Segment Open

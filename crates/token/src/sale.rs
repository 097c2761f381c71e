//! Sales paid with a previously issued token

use std::fmt;
use std::time::Duration;

use base64::engine::general_purpose::STANDARD;
use base64::Engine;
use chrono::{DateTime, Utc};
use serde::{Deserialize, Serialize};
use serde_json::Value;
use tracing::{debug, info, warn};
use uuid::Uuid;

use crate::config::{Mode, TokenConfig};
use crate::error::{TokenError, TokenResult};
use crate::model::APPROVED_CODE;
use crate::request::{str_field, X_REQUEST_ID};
use crate::tokenizer::Transport;

/// Largest amount a single sale may carry, in cents ($99,999.99)
pub const MAX_AMOUNT_CENTS: u64 = 9_999_999;

/// Currency sent with every sale
pub const CURRENCY: &str = "USD";

/// A positive sale amount in cents
#[derive(Debug, Clone, Copy, PartialEq, Eq, PartialOrd, Ord, Hash, Serialize, Deserialize)]
#[serde(transparent)]
pub struct Amount(u64);

impl Amount {
    /// Amount from cents; zero and anything above [`MAX_AMOUNT_CENTS`] are rejected
    pub fn from_cents(cents: u64) -> TokenResult<Self> {
        if cents == 0 || cents > MAX_AMOUNT_CENTS {
            return Err(TokenError::InvalidAmount);
        }
        Ok(Self(cents))
    }

    /// Amount from a dollar value, rounded to the nearest cent
    pub fn from_dollars(dollars: f64) -> TokenResult<Self> {
        if !dollars.is_finite() || dollars <= 0.0 {
            return Err(TokenError::InvalidAmount);
        }
        let cents = (dollars * 100.0).round();
        if cents > MAX_AMOUNT_CENTS as f64 {
            return Err(TokenError::InvalidAmount);
        }
        Self::from_cents(cents as u64)
    }

    /// Parse `12`, `12.5`, `12.50` or `$12.50`. More than two decimals is an error.
    ///
    /// # Example
    /// ```
    /// use datacap_token::sale::Amount;
    ///
    /// assert_eq!(Amount::parse("$12.5").unwrap().cents(), 1250);
    /// assert!(Amount::parse("0.001").is_err());
    /// ```
    pub fn parse(input: &str) -> TokenResult<Self> {
        let trimmed = input.trim();
        let trimmed = trimmed.strip_prefix('$').unwrap_or(trimmed);
        let (whole, fraction) = trimmed.split_once('.').unwrap_or((trimmed, ""));

        let all_digits = |part: &str| part.bytes().all(|b| b.is_ascii_digit());
        if whole.is_empty() || fraction.len() > 2 || !all_digits(whole) || !all_digits(fraction) {
            return Err(TokenError::InvalidAmount);
        }

        let whole: u64 = whole.parse().map_err(|_| TokenError::InvalidAmount)?;
        let fraction: u64 = match fraction.len() {
            0 => 0,
            1 => fraction.parse::<u64>().map_err(|_| TokenError::InvalidAmount)? * 10,
            _ => fraction.parse().map_err(|_| TokenError::InvalidAmount)?,
        };

        let cents = whole
            .checked_mul(100)
            .and_then(|c| c.checked_add(fraction))
            .ok_or(TokenError::InvalidAmount)?;
        Self::from_cents(cents)
    }

    /// Value in cents
    pub fn cents(self) -> u64 {
        self.0
    }
}

impl fmt::Display for Amount {
    fn fmt(&self, f: &mut fmt::Formatter<'_>) -> fmt::Result {
        write!(f, "${}.{:02}", self.0 / 100, self.0 % 100)
    }
}

/// Outcome of a sale
#[derive(Debug, Clone, Copy, PartialEq, Eq, Serialize, Deserialize)]
#[serde(rename_all = "lowercase")]
pub enum TransactionStatus {
    /// Response code `"00"`
    Approved,
    /// Any other response code, or none
    Declined,
}

/// A processed sale
#[derive(Debug, Clone, PartialEq, Eq, Serialize, Deserialize)]
#[serde(rename_all = "camelCase")]
pub struct Transaction {
    /// Processor transaction ID
    pub id: String,
    /// Amount charged
    pub amount: Amount,
    /// Token the sale was paid with
    pub token: String,
    /// Masked card as reported by the processor
    pub masked_card: String,
    /// Card type as reported by the processor
    pub card_type: String,
    /// Approved or declined
    pub status: TransactionStatus,
    /// Processor response code, if any
    pub response_code: Option<String>,
    /// Processor response message, if any
    pub response_message: Option<String>,
    /// When the sale was processed
    pub timestamp: DateTime<Utc>,
}

impl Transaction {
    /// True for approved sales
    #[must_use]
    pub fn is_approved(&self) -> bool {
        self.status == TransactionStatus::Approved
    }
}

/// JSON body posted to the sale endpoint.
///
/// `Debug` leaves out the API key.
#[derive(Clone, Serialize)]
pub struct SaleRequest {
    /// Token to charge
    pub token: String,
    /// Amount in cents
    pub amount: Amount,
    /// Always [`CURRENCY`]
    pub currency: &'static str,
    /// True in certification mode
    pub test: bool,
    /// Key sent as HTTP Basic credentials
    #[serde(skip)]
    pub api_key: String,
    /// Correlation ID sent as a header
    #[serde(skip)]
    pub request_id: Uuid,
}

impl SaleRequest {
    /// Build a sale request with the key and mode from `config`
    pub fn new(config: &TokenConfig, token: &str, amount: Amount) -> TokenResult<Self> {
        let api_key = config
            .public_key()
            .ok_or(TokenError::MissingApiConfiguration)?;

        Ok(Self {
            token: token.to_string(),
            amount,
            currency: CURRENCY,
            test: config.mode == Mode::Certification,
            api_key: api_key.to_string(),
            request_id: Uuid::new_v4(),
        })
    }

    /// Headers to send with the body
    pub fn headers(&self) -> Vec<(String, String)> {
        vec![
            ("Content-Type".to_string(), "application/json".to_string()),
            (
                "Authorization".to_string(),
                format!("Basic {}", STANDARD.encode(self.api_key.as_bytes())),
            ),
            (X_REQUEST_ID.to_string(), self.request_id.to_string()),
        ]
    }

    /// Serialized body
    pub fn to_json(&self) -> TokenResult<String> {
        Ok(serde_json::to_string(self)?)
    }
}

impl fmt::Debug for SaleRequest {
    fn fmt(&self, f: &mut fmt::Formatter<'_>) -> fmt::Result {
        f.debug_struct("SaleRequest")
            .field("token", &self.token)
            .field("amount", &self.amount)
            .field("currency", &self.currency)
            .field("test", &self.test)
            .field("request_id", &self.request_id)
            .finish_non_exhaustive()
    }
}

/// Turn a sale endpoint response into a transaction.
///
/// Any JSON object yields a transaction, approved only for response code
/// `"00"`. Fields of an unexpected type fall back to their defaults.
pub fn interpret_sale_response(
    status: u16,
    body: &str,
    request: &SaleRequest,
    now: DateTime<Utc>,
) -> TokenResult<Transaction> {
    let Some(json) = serde_json::from_str::<Value>(body).ok().filter(Value::is_object) else {
        debug!(status, "Sale endpoint returned a non-object body");
        return Err(if (200..300).contains(&status) {
            TokenError::InvalidResponse
        } else {
            TokenError::Network(format!("HTTP {status}"))
        });
    };

    let response_code = str_field(&json, "responseCode");
    let status = if response_code.as_deref() == Some(APPROVED_CODE) {
        TransactionStatus::Approved
    } else {
        TransactionStatus::Declined
    };

    Ok(Transaction {
        id: str_field(&json, "transactionId").unwrap_or_else(|| Uuid::new_v4().to_string()),
        amount: request.amount,
        token: request.token.clone(),
        masked_card: str_field(&json, "maskedCard").unwrap_or_else(|| "****".to_string()),
        card_type: str_field(&json, "cardType").unwrap_or_else(|| "Unknown".to_string()),
        status,
        response_code,
        response_message: str_field(&json, "responseMessage"),
        timestamp: now,
    })
}

/// Charges a token
pub trait PaymentProcessor: Send + Sync {
    /// Run a sale for `amount` against `token`
    fn process_sale(&self, token: &str, amount: Amount) -> TokenResult<Transaction>;

    /// Mode this processor serves
    fn mode(&self) -> Mode;
}

/// Offline processor approving every sale
#[derive(Debug, Clone, Copy, Default)]
pub struct DemoProcessor;

impl DemoProcessor {
    /// Approve a sale with an explicit processing time
    pub fn process_sale_at(&self, token: &str, amount: Amount, now: DateTime<Utc>) -> Transaction {
        let id: String = Uuid::new_v4()
            .simple()
            .to_string()
            .to_uppercase()
            .chars()
            .take(8)
            .collect();

        Transaction {
            id: format!("DEMO-{id}"),
            amount,
            token: token.to_string(),
            masked_card: "****DEMO".to_string(),
            card_type: "Demo Card".to_string(),
            status: TransactionStatus::Approved,
            response_code: Some(APPROVED_CODE.to_string()),
            response_message: Some("Demo transaction approved".to_string()),
            timestamp: now,
        }
    }
}

impl PaymentProcessor for DemoProcessor {
    fn process_sale(&self, token: &str, amount: Amount) -> TokenResult<Transaction> {
        Ok(self.process_sale_at(token, amount, Utc::now()))
    }

    fn mode(&self) -> Mode {
        Mode::Demo
    }
}

/// Processor posting to the certification or production sale endpoint
#[derive(Debug)]
pub struct RemoteProcessor<T> {
    config: TokenConfig,
    transport: T,
}

impl<T: Transport> RemoteProcessor<T> {
    /// Create a processor for a remote mode; the configuration must validate
    pub fn new(config: TokenConfig, transport: T) -> TokenResult<Self> {
        if !config.mode.is_remote() {
            return Err(TokenError::config("remote processor needs certification or production mode"));
        }
        config.validate()?;
        Ok(Self { config, transport })
    }

    /// Build the request that `process_sale` would send
    pub fn prepare(&self, token: &str, amount: Amount) -> TokenResult<SaleRequest> {
        SaleRequest::new(&self.config, token, amount)
    }
}

impl<T: Transport> PaymentProcessor for RemoteProcessor<T> {
    fn process_sale(&self, token: &str, amount: Amount) -> TokenResult<Transaction> {
        let endpoint = self
            .config
            .sale_endpoint()
            .ok_or(TokenError::MissingApiConfiguration)?;
        let request = self.prepare(token, amount)?;
        let body = request.to_json()?;

        debug!(
            endpoint,
            request_id = %request.request_id,
            amount = %amount,
            "Posting sale request"
        );
        let response = self.transport.post(
            endpoint,
            &request.headers(),
            &body,
            Duration::from_secs(self.config.timeout_secs),
        )?;

        interpret_sale_response(response.status, &response.body, &request, Utc::now())
    }

    fn mode(&self) -> Mode {
        self.config.mode
    }
}

/// Checks sale input and hands it to a processor
#[derive(Debug)]
pub struct SaleService<P> {
    processor: P,
}

impl<P: PaymentProcessor> SaleService<P> {
    /// Wrap a processor
    pub fn new(processor: P) -> Self {
        Self { processor }
    }

    /// Charge `amount` to `token`. A declined sale is returned, not an error.
    pub fn process_sale(&self, token: &str, amount: Amount) -> TokenResult<Transaction> {
        let token = token.trim();
        if token.is_empty() {
            return Err(TokenError::MissingToken);
        }

        debug!(amount = %amount, mode = %self.processor.mode(), "Sale requested");
        let transaction = self.processor.process_sale(token, amount)?;

        if transaction.is_approved() {
            info!(id = %transaction.id, amount = %amount, "Sale approved");
        } else {
            warn!(
                id = %transaction.id,
                code = transaction.response_code.as_deref().unwrap_or("-"),
                "Sale declined"
            );
        }
        Ok(transaction)
    }
}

Segment Closed

Exercise brief
In the entries above, how many lines include the word "Copy"? Only the number should be given.

Task answer
3